[Stored entries]

___

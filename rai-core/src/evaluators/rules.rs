//! Data-driven rule tables and the engine that applies them.
//!
//! Each principle declares an ordered table of `Rule`s. A rule that fires
//! adds one finding and subtracts its deduction; a rule that does not fire
//! may contribute a strength. Deductions are summed and the score is
//! clamped to `[0.0, 1.0]` once, at the end.

use super::EvaluationContext;
use crate::model::{Finding, Principle, RemediationEffort, Severity, SystemProfile};
use tracing::debug;

/// Predicate deciding whether a rule fires.
pub type Condition = fn(&SystemProfile, &EvaluationContext) -> bool;

/// Strength text produced when a rule does not fire.
pub type StrengthFn = fn(&SystemProfile) -> Option<String>;

/// One row of a principle's check table.
#[derive(Debug, Clone, Copy)]
pub struct Rule {
    /// Three-digit check code, unique within the principle.
    pub code: &'static str,
    pub category: &'static str,
    pub severity: Severity,
    pub deduction: f64,
    pub effort: RemediationEffort,
    /// May contain `{system_type}` and `{sector}` placeholders.
    pub description: &'static str,
    pub recommendation: &'static str,
    pub weakness: Option<&'static str>,
    pub affected_objective: Option<&'static str>,
    pub applies: Condition,
    pub strength: Option<StrengthFn>,
    /// Strength recorded alongside the finding when the rule fires.
    pub noted_strength: Option<&'static str>,
}

impl Rule {
    #[allow(clippy::too_many_arguments)]
    pub const fn new(
        code: &'static str,
        category: &'static str,
        severity: Severity,
        deduction: f64,
        effort: RemediationEffort,
        description: &'static str,
        recommendation: &'static str,
        applies: Condition,
    ) -> Self {
        Self {
            code,
            category,
            severity,
            deduction,
            effort,
            description,
            recommendation,
            weakness: None,
            affected_objective: None,
            applies,
            strength: None,
            noted_strength: None,
        }
    }

    pub const fn weakness(mut self, text: &'static str) -> Self {
        self.weakness = Some(text);
        self
    }

    pub const fn objective(mut self, text: &'static str) -> Self {
        self.affected_objective = Some(text);
        self
    }

    pub const fn strength(mut self, f: StrengthFn) -> Self {
        self.strength = Some(f);
        self
    }

    pub const fn noted(mut self, text: &'static str) -> Self {
        self.noted_strength = Some(text);
        self
    }

    fn to_finding(&self, principle: Principle, profile: &SystemProfile) -> Finding {
        let mut finding = Finding::new(
            format!("{}-{}", principle.id_prefix(), self.code),
            self.category,
            self.severity,
            render(self.description, profile),
            self.recommendation,
            self.effort,
        );
        if let Some(objective) = self.affected_objective {
            finding = finding.with_affected_objective(objective);
        }
        finding
    }
}

/// Result of applying a rule table to a profile.
#[derive(Debug, Clone, PartialEq)]
pub struct RuleOutcome {
    pub findings: Vec<Finding>,
    pub strengths: Vec<String>,
    pub weaknesses: Vec<String>,
    /// Sum of deductions before clamping.
    pub total_deduction: f64,
    /// `1.0 - total_deduction`, clamped to `[0.0, 1.0]`.
    pub score: f64,
}

/// Apply every rule in order.
pub fn apply_rules(
    principle: Principle,
    rules: &[Rule],
    profile: &SystemProfile,
    ctx: &EvaluationContext,
) -> RuleOutcome {
    let mut findings = Vec::new();
    let mut strengths = Vec::new();
    let mut weaknesses = Vec::new();
    let mut total_deduction = 0.0;

    for rule in rules {
        if (rule.applies)(profile, ctx) {
            debug!(
                principle = %principle,
                check = rule.code,
                severity = %rule.severity,
                deduction = rule.deduction,
                "Rule fired"
            );
            findings.push(rule.to_finding(principle, profile));
            total_deduction += rule.deduction;
            if let Some(weakness) = rule.weakness {
                weaknesses.push(render(weakness, profile));
            }
            if let Some(noted) = rule.noted_strength {
                strengths.push(render(noted, profile));
            }
        } else if let Some(strength) = rule.strength.and_then(|f| f(profile)) {
            strengths.push(strength);
        }
    }

    RuleOutcome {
        findings,
        strengths,
        weaknesses,
        total_deduction,
        score: clamp_score(1.0 - total_deduction),
    }
}

/// Clamp a score into `[0.0, 1.0]`.
pub fn clamp_score(score: f64) -> f64 {
    score.clamp(0.0, 1.0)
}

/// Substitute profile values into a rule template.
pub fn render(template: &str, profile: &SystemProfile) -> String {
    if !template.contains('{') {
        return template.to_string();
    }
    template
        .replace("{system_type}", profile.system_type.as_str())
        .replace("{sector}", profile.sector().unwrap_or("unspecified"))
}

#[cfg(test)]
mod tests {
    use super::*;
    use crate::model::AiSystemType;
    use pretty_assertions::assert_eq;

    fn always(_: &SystemProfile, _: &EvaluationContext) -> bool {
        true
    }

    fn never(_: &SystemProfile, _: &EvaluationContext) -> bool {
        false
    }

    fn named(p: &SystemProfile) -> Option<String> {
        Some(format!("Named: {}", p.name))
    }

    static TABLE: &[Rule] = &[
        Rule::new(
            "001",
            "governance",
            Severity::High,
            0.6,
            RemediationEffort::Low,
            "{system_type} in {sector}",
            "Fix it",
            always,
        )
        .weakness("Weak {sector}")
        .objective("Objective"),
        Rule::new(
            "002",
            "governance",
            Severity::Medium,
            0.7,
            RemediationEffort::Medium,
            "Second",
            "Fix again",
            always,
        )
        .noted("Noted"),
        Rule::new(
            "003",
            "docs",
            Severity::Low,
            0.1,
            RemediationEffort::Low,
            "Third",
            "Never",
            never,
        )
        .strength(named),
    ];

    fn profile() -> SystemProfile {
        SystemProfile::new("s", "Demo", "d", AiSystemType::Nlp, "o").with_industry_sector("energy")
    }

    #[test]
    fn test_deductions_accumulate_then_clamp() {
        let outcome = apply_rules(
            Principle::Accountability,
            TABLE,
            &profile(),
            &EvaluationContext::default(),
        );
        assert!((outcome.total_deduction - 1.3).abs() < 1e-9);
        assert_eq!(outcome.score, 0.0);
    }

    #[test]
    fn test_findings_strengths_weaknesses() {
        let outcome = apply_rules(
            Principle::Fairness,
            TABLE,
            &profile(),
            &EvaluationContext::default(),
        );
        let ids: Vec<_> = outcome.findings.iter().map(|f| f.finding_id.as_str()).collect();
        assert_eq!(ids, vec!["FAI-001", "FAI-002"]);
        assert_eq!(outcome.findings[0].description, "nlp in energy");
        assert_eq!(
            outcome.findings[0].affected_objective.as_deref(),
            Some("Objective")
        );
        assert_eq!(outcome.weaknesses, vec!["Weak energy".to_string()]);
        assert_eq!(
            outcome.strengths,
            vec!["Noted".to_string(), "Named: Demo".to_string()]
        );
    }

    #[test]
    fn test_render_without_sector() {
        let p = SystemProfile::new("s", "n", "d", AiSystemType::Generative, "o");
        assert_eq!(render("{sector} / {system_type}", &p), "unspecified / generative");
    }

    #[test]
    fn test_clamp() {
        assert_eq!(clamp_score(-0.4), 0.0);
        assert_eq!(clamp_score(1.2), 1.0);
        assert_eq!(clamp_score(0.55), 0.55);
    }
}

___

Instructions for the task - Transcribe all records exactly as written.

Reply -
filename rai-core/src/evaluators/rules.rs
//! Data-driven rule tables and the engine that applies them.
//!
//! Each principle declares an ordered table of `Rule`s. A rule that fires
//! adds one finding and subtracts its deduction; a rule that does not fire
//! may contribute a strength. Deductions are summed and the score is
//! clamped to `[0.0, 1.0]` once, at the end.

use super::EvaluationContext;
use crate::model::{Finding, Principle, RemediationEffort, Severity, SystemProfile};
use tracing::debug;

/// Predicate deciding whether a rule fires.
pub type Condition = fn(&SystemProfile, &EvaluationContext) -> bool;

/// Strength text produced when a rule does not fire.
pub type StrengthFn = fn(&SystemProfile) -> Option<String>;

/// One row of a principle's check table.
#[derive(Debug, Clone, Copy)]
pub struct Rule {
    /// Three-digit check code, unique within the principle.
    pub code: &'static str,
    pub category: &'static str,
    pub severity: Severity,
    pub deduction: f64,
    pub effort: RemediationEffort,
    /// May contain `{system_type}` and `{sector}` placeholders.
    pub description: &'static str,
    pub recommendation: &'static str,
    pub weakness: Option<&'static str>,
    pub affected_objective: Option<&'static str>,
    pub applies: Condition,
    pub strength: Option<StrengthFn>,
    /// Strength recorded alongside the finding when the rule fires.
    pub noted_strength: Option<&'static str>,
}

impl Rule {
    #[allow(clippy::too_many_arguments)]
    pub const fn new(
        code: &'static str,
        category: &'static str,
        severity: Severity,
        deduction: f64,
        effort: RemediationEffort,
        description: &'static str,
        recommendation: &'static str,
        applies: Condition,
    ) -> Self {
        Self {
            code,
            category,
            severity,
            deduction,
            effort,
            description,
            recommendation,
            weakness: None,
            affected_objective: None,
            applies,
            strength: None,
            noted_strength: None,
        }
    }

    pub const fn weakness(mut self, text: &'static str) -> Self {
        self.weakness = Some(text);
        self
    }

    pub const fn objective(mut self, text: &'static str) -> Self {
        self.affected_objective = Some(text);
        self
    }

    pub const fn strength(mut self, f: StrengthFn) -> Self {
        self.strength = Some(f);
        self
    }

    pub const fn noted(mut self, text: &'static str) -> Self {
        self.noted_strength = Some(text);
        self
    }

    fn to_finding(&self, principle: Principle, profile: &SystemProfile) -> Finding {
        let mut finding = Finding::new(
            format!("{}-{}", principle.id_prefix(), self.code),
            self.category,
            self.severity,
            render(self.description, profile),
            self.recommendation,
            self.effort,
        );
        if let Some(objective) = self.affected_objective {
            finding = finding.with_affected_objective(objective);
        }
        finding
    }
}

/// Result of applying a rule table to a profile.
#[derive(Debug, Clone, PartialEq)]
pub struct RuleOutcome {
    pub findings: Vec<Finding>,
    pub strengths: Vec<String>,
    pub weaknesses: Vec<String>,
    /// Sum of deductions before clamping.
    pub total_deduction: f64,
    /// `1.0 - total_deduction`, clamped to `[0.0, 1.0]`.
    pub score: f64,
}

/// Apply every rule in order.
pub fn apply_rules(
    principle: Principle,
    rules: &[Rule],
    profile: &SystemProfile,
    ctx: &EvaluationContext,
) -> RuleOutcome {
    let mut findings = Vec::new();
    let mut strengths = Vec::new();
    let mut weaknesses = Vec::new();
    let mut total_deduction = 0.0;

    for rule in rules {
        if (rule.applies)(profile, ctx) {
            debug!(
                principle = %principle,
                check = rule.code,
                severity = %rule.severity,
                deduction = rule.deduction,
                "Rule fired"
            );
            findings.push(rule.to_finding(principle, profile));
            total_deduction += rule.deduction;
            if let Some(weakness) = rule.weakness {
                weaknesses.push(render(weakness, profile));
            }
            if let Some(noted) = rule.noted_strength {
                strengths.push(render(noted, profile));
            }
        } else if let Some(strength) = rule.strength.and_then(|f| f(profile)) {
            strengths.push(strength);
        }
    }

    RuleOutcome {
        findings,
        strengths,
        weaknesses,
        total_deduction,
        score: clamp_score(1.0 - total_deduction),
    }
}

/// Clamp a score into `[0.0, 1.0]`.
pub fn clamp_score(score: f64) -> f64 {
    score.clamp(0.0, 1.0)
}

/// Substitute profile values into a rule template.
pub fn render(template: &str, profile: &SystemProfile) -> String {
    if !template.contains('{') {
        return template.to_string();
    }
    template
        .replace("{system_type}", profile.system_type.as_str())
        .replace("{sector}", profile.sector().unwrap_or("unspecified"))
}

#[cfg(test)]
mod tests {
    use super::*;
    use crate::model::AiSystemType;
    use pretty_assertions::assert_eq;

    fn always(_: &SystemProfile, _: &EvaluationContext) -> bool {
        true
    }

    fn never(_: &SystemProfile, _: &EvaluationContext) -> bool {
        false
    }

    fn named(p: &SystemProfile) -> Option<String> {
        Some(format!("Named: {}", p.name))
    }

    static TABLE: &[Rule] = &[
        Rule::new(
            "001",
            "governance",
            Severity::High,
            0.6,
            RemediationEffort::Low,
            "{system_type} in {sector}",
            "Fix it",
            always,
        )
        .weakness("Weak {sector}")
        .objective("Objective"),
        Rule::new(
            "002",
            "governance",
            Severity::Medium,
            0.7,
            RemediationEffort::Medium,
            "Second",
            "Fix again",
            always,
        )
        .noted("Noted"),
        Rule::new(
            "003",
            "docs",
            Severity::Low,
            0.1,
            RemediationEffort::Low,
            "Third",
            "Never",
            never,
        )
        .strength(named),
    ];

    fn profile() -> SystemProfile {
        SystemProfile::new("s", "Demo", "d", AiSystemType::Nlp, "o").with_industry_sector("energy")
    }

    #[test]
    fn test_deductions_accumulate_then_clamp() {
        let outcome = apply_rules(
            Principle::Accountability,
            TABLE,
            &profile(),
            &EvaluationContext::default(),
        );
        assert!((outcome.total_deduction - 1.3).abs() < 1e-9);
        assert_eq!(outcome.score, 0.0);
    }

    #[test]
    fn test_findings_strengths_weaknesses() {
        let outcome = apply_rules(
            Principle::Fairness,
            TABLE,
            &profile(),
            &EvaluationContext::default(),
        );
        let ids: Vec<_> = outcome.findings.iter().map(|f| f.finding_id.as_str()).collect();
        assert_eq!(ids, vec!["FAI-001", "FAI-002"]);
        assert_eq!(outcome.findings[0].description, "nlp in energy");
        assert_eq!(
            outcome.findings[0].affected_objective.as_deref(),
            Some("Objective")
        );
        assert_eq!(outcome.weaknesses, vec!["Weak energy".to_string()]);
        assert_eq!(
            outcome.strengths,
            vec!["Noted".to_string(), "Named: Demo".to_string()]
        );
    }

    #[test]
    fn test_render_without_sector() {
        let p = SystemProfile::new("s", "n", "d", AiSystemType::Generative, "o");
        assert_eq!(render("{sector} / {system_type}", &p), "unspecified / generative");
    }

    #[test]
    fn test_clamp() {
        assert_eq!(clamp_score(-0.4), 0.0);
        assert_eq!(clamp_score(1.2), 1.0);
        assert_eq!(clamp_score(0.55), 0.55);
    }
}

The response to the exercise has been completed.